*** Opening of ENTRIES PROVIDED ***

use crate::serialization::{FromBytes, ToBytes};
use crate::{Error, Result};

/// The approximation family used by the modular-reduction stage.
#[derive(Debug, Clone, Copy, PartialEq, Eq)]
pub enum SineType {
	/// Direct interpolation of sin(2 pi x) / (2 pi); incompatible with
	/// double-angle unwinding.
	Sin,
	/// Interpolation of a shifted cosine over a range compressed by
	/// 2^double_angle, unwound by the double-angle formula.
	Cos,
}

/// Parameters of one homomorphic DFT stage (CoeffsToSlots or
/// SlotsToCoeffs): where it starts, how many merged layers it spans, and
/// the baby-step/giant-step ratio of its matrix products.
#[derive(Debug, Clone, PartialEq)]
pub struct EncodingMatrixParameters {
	pub level_start: usize,
	pub depth: usize,
	pub max_n1n2_ratio: f64,
}

impl EncodingMatrixParameters {
	fn to_blob(&self) -> Result<Vec<u8>> {
		if self.level_start > 0xFF || self.depth > 0xFF {
			return Err(Error::InvalidEncoding("encoding-matrix field out of range"));
		}
		let mut data = vec![self.level_start as u8, self.depth as u8];
		data.extend_from_slice(&self.max_n1n2_ratio.to_be_bytes());
		Ok(data)
	}

	fn from_blob(data: &[u8]) -> Result<Self> {
		if data.len() != 10 {
			return Err(Error::InvalidEncoding("encoding-matrix blob must be 10 bytes"));
		}
		Ok(EncodingMatrixParameters {
			level_start: data[0] as usize,
			depth: data[1] as usize,
			max_n1n2_ratio: f64::from_be_bytes(data[2..10].try_into().unwrap()),
		})
	}
}

/// Parameters of the approximate modular reduction: the sine family, its
/// range K, interpolation degree, double-angle count, optional arcsine
/// correction, the message ratio q0/|m|, and the evaluation scale.
#[derive(Debug, Clone, PartialEq)]
pub struct EvalModParameters {
	pub level_start: usize,
	pub sine_type: SineType,
	pub k: usize,
	pub sine_degree: usize,
	pub double_angle: usize,
	pub arcsine_degree: usize,
	pub message_ratio: f64,
	pub scaling_factor: f64,
}

impl EvalModParameters {
	/// 2^double_angle, the range-compression factor.
	pub fn sc_fac(&self) -> f64 {
		(1u64 << self.double_angle) as f64
	}

	fn to_blob(&self) -> Result<Vec<u8>> {
		if self.level_start > 0xFF
			|| self.k > 0xFFFF
			|| self.sine_degree > 0xFFFF
			|| self.double_angle > 0xFF
			|| self.arcsine_degree > 0xFF
		{
			return Err(Error::InvalidEncoding("eval-mod field out of range"));
		}
		let mut data = vec![
			self.level_start as u8,
			match self.sine_type {
				SineType::Sin => 0,
				SineType::Cos => 1,
			},
		];
		data.extend_from_slice(&(self.k as u16).to_be_bytes());
		data.extend_from_slice(&(self.sine_degree as u16).to_be_bytes());
		data.push(self.double_angle as u8);
		data.push(self.arcsine_degree as u8);
		data.extend_from_slice(&self.message_ratio.to_be_bytes());
		data.extend_from_slice(&self.scaling_factor.to_be_bytes());
		Ok(data)
	}

	fn from_blob(data: &[u8]) -> Result<Self> {
		if data.len() != 24 {
			return Err(Error::InvalidEncoding("eval-mod blob must be 24 bytes"));
		}
		let sine_type = match data[1] {
			0 => SineType::Sin,
			1 => SineType::Cos,
			_ => return Err(Error::InvalidEncoding("unknown sine type")),
		};
		Ok(EvalModParameters {
			level_start: data[0] as usize,
			sine_type,
			k: u16::from_be_bytes(data[2..4].try_into().unwrap()) as usize,
			sine_degree: u16::from_be_bytes(data[4..6].try_into().unwrap()) as usize,
			double_angle: data[6] as usize,
			arcsine_degree: data[7] as usize,
			message_ratio: f64::from_be_bytes(data[8..16].try_into().unwrap()),
			scaling_factor: f64::from_be_bytes(data[16..24].try_into().unwrap()),
		})
	}
}

/// The full bootstrapping parameter set: the three pipeline stages plus the
/// Hamming weights of the main and ephemeral secrets.
#[derive(Debug, Clone, PartialEq)]
pub struct BootstrappingParameters {
	pub slots_to_coeffs: EncodingMatrixParameters,
	pub eval_mod: EvalModParameters,
	pub coeffs_to_slots: EncodingMatrixParameters,
	pub main_secret_density: usize,
	pub ephemeral_secret_density: usize,
}

impl BootstrappingParameters {
	pub fn cts_depth(&self) -> usize {
		self.coeffs_to_slots.depth
	}

	pub fn stc_depth(&self) -> usize {
		self.slots_to_coeffs.depth
	}

	/// Levels consumed by one Chebyshev evaluation of the given degree, as
	/// scheduled by the evaluator.
	pub(crate) fn cheby_depth(degree: usize) -> usize {
		let m = usize::BITS as usize - (degree + 1).leading_zeros() as usize;
		let m = if (degree + 1).is_power_of_two() { m - 1 } else { m };
		let l = (m / 2).max(1);
		let m = m.max(l + 1);
		2 * m - l + 1
	}

	/// Levels consumed by the modular-reduction stage.
	pub fn eval_mod_depth(&self) -> usize {
		let mut depth = Self::cheby_depth(self.eval_mod.sine_degree) + self.eval_mod.double_angle;
		if self.eval_mod.arcsine_degree > 0 {
			depth += Self::cheby_depth(self.eval_mod.arcsine_degree);
		}
		depth
	}

	/// Construction-time consistency checks.
	pub fn validate(&self, max_level: usize) -> Result<()> {
		if self.eval_mod.sine_type == SineType::Sin && self.eval_mod.double_angle != 0 {
			return Err(Error::InvalidParameters(
				"double-angle unwinding requires the Cos sine type".into(),
			));
		}
		if self.eval_mod.k == 0 {
			return Err(Error::InvalidParameters("sine range K must be positive".into()));
		}
		if self.eval_mod.message_ratio < 2.0 {
			return Err(Error::InvalidParameters("message ratio must be at least 2".into()));
		}
		if self.coeffs_to_slots.level_start != max_level {
			return Err(Error::InvalidParameters(format!(
				"CoeffsToSlots must start at the top level {max_level}, got {}",
				self.coeffs_to_slots.level_start
			)));
		}
		if self.coeffs_to_slots.level_start < self.cts_depth()
			|| self.coeffs_to_slots.level_start - self.cts_depth() != self.eval_mod.level_start
		{
			return Err(Error::InvalidParameters(
				"CoeffsToSlots depth is inconsistent with the EvalMod starting level".into(),
			));
		}
		if self.eval_mod.level_start < self.eval_mod_depth()
			|| self.eval_mod.level_start - self.eval_mod_depth() < self.slots_to_coeffs.level_start
		{
			return Err(Error::InvalidParameters(
				"EvalMod depth is inconsistent with the SlotsToCoeffs starting level".into(),
			));
		}
		if self.slots_to_coeffs.level_start < self.stc_depth() {
			return Err(Error::InvalidParameters(
				"SlotsToCoeffs has fewer levels than its depth".into(),
			));
		}
		Ok(())
	}
}

impl ToBytes for BootstrappingParameters {
	/// Three length-prefixed stage blobs followed by the two secret
	/// densities as big-endian u32.
	fn as_bytes(&self) -> Result<Vec<u8>> {
		let mut data = vec![];
		for blob in [
			self.slots_to_coeffs.to_blob()?,
			self.eval_mod.to_blob()?,
			self.coeffs_to_slots.to_blob()?,
		] {
			data.push(blob.len() as u8);
			data.extend_from_slice(&blob);
		}
		data.extend_from_slice(&(self.main_secret_density as u32).to_be_bytes());
		data.extend_from_slice(&(self.ephemeral_secret_density as u32).to_be_bytes());
		Ok(data)
	}
}

impl FromBytes for BootstrappingParameters {
	type State = ();

	fn from_bytes(_state: &(), bytes: &[u8]) -> Result<Self> {
		let mut at = 0usize;
		let mut next = |bytes: &[u8]| -> Result<(usize, usize)> {
			if at >= bytes.len() {
				return Err(Error::InvalidEncoding("truncated stage blob"));
			}
			let len = bytes[at] as usize;
			let start = at + 1;
			if bytes.len() < start + len {
				return Err(Error::InvalidEncoding("truncated stage blob"));
			}
			at = start + len;
			Ok((start, len))
		};

		let (s0, l0) = next(bytes)?;
		let slots_to_coeffs = EncodingMatrixParameters::from_blob(&bytes[s0..s0 + l0])?;
		let (s1, l1) = next(bytes)?;
		let eval_mod = EvalModParameters::from_blob(&bytes[s1..s1 + l1])?;
		let (s2, l2) = next(bytes)?;
		let coeffs_to_slots = EncodingMatrixParameters::from_blob(&bytes[s2..s2 + l2])?;

		if bytes.len() != at + 8 {
			return Err(Error::InvalidEncoding("densities missing or trailing bytes"));
		}
		let main = u32::from_be_bytes(bytes[at..at + 4].try_into().unwrap()) as usize;
		let ephemeral = u32::from_be_bytes(bytes[at + 4..at + 8].try_into().unwrap()) as usize;

		Ok(BootstrappingParameters {
			slots_to_coeffs,
			eval_mod,
			coeffs_to_slots,
			main_secret_density: main,
			ephemeral_secret_density: ephemeral,
		})
	}
}

#[cfg(test)]
mod tests {
	use super::*;
	use crate::serialization::{FromBytes, ToBytes};

	fn sample() -> BootstrappingParameters {
		BootstrappingParameters {
			slots_to_coeffs: EncodingMatrixParameters {
				level_start: 2,
				depth: 2,
				max_n1n2_ratio: 16.0,
			},
			eval_mod: EvalModParameters {
				level_start: 13,
				sine_type: SineType::Cos,
				k: 8,
				sine_degree: 24,
				double_angle: 1,
				arcsine_degree: 0,
				message_ratio: 256.0,
				scaling_factor: (1u64 << 55) as f64,
			},
			coeffs_to_slots: EncodingMatrixParameters {
				level_start: 15,
				depth: 2,
				max_n1n2_ratio: 16.0,
			},
			main_secret_density: 192,
			ephemeral_secret_density: 32,
		}
	}

	#[test]
	fn serialization_round_trip() {
		let params = sample();
		let bytes = params.as_bytes().unwrap();
		let back = BootstrappingParameters::from_bytes(&(), &bytes).unwrap();
		assert_eq!(params, back);
	}

	#[test]
	fn serialization_rejects_truncation() {
		let bytes = sample().as_bytes().unwrap();
		assert!(BootstrappingParameters::from_bytes(&(), &bytes[..bytes.len() - 3]).is_err());
		assert!(BootstrappingParameters::from_bytes(&(), &[]).is_err());
	}

	#[test]
	fn sin_with_double_angle_is_rejected() {
		let mut params = sample();
		params.eval_mod.sine_type = SineType::Sin;
		assert!(params.validate(15).is_err());
	}

	#[test]
	fn level_consistency_is_enforced() {
		let params = sample();
		// Depth bookkeeping: 15 - 2 = 13 = eval_mod start; eval_mod depth
		// covers sine degree 24 and one double angle.
		assert_eq!(params.eval_mod_depth(), BootstrappingParameters::cheby_depth(24) + 1);
		assert!(params.validate(15).is_ok());
		assert!(params.validate(14).is_err());
	}
}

*** Close of ENTRIES PROVIDED ***

### EXERCISE BRIEF
Across the entries, state how many lines contain "modular", giving the number only.

### EXERCISE RESPONSE
3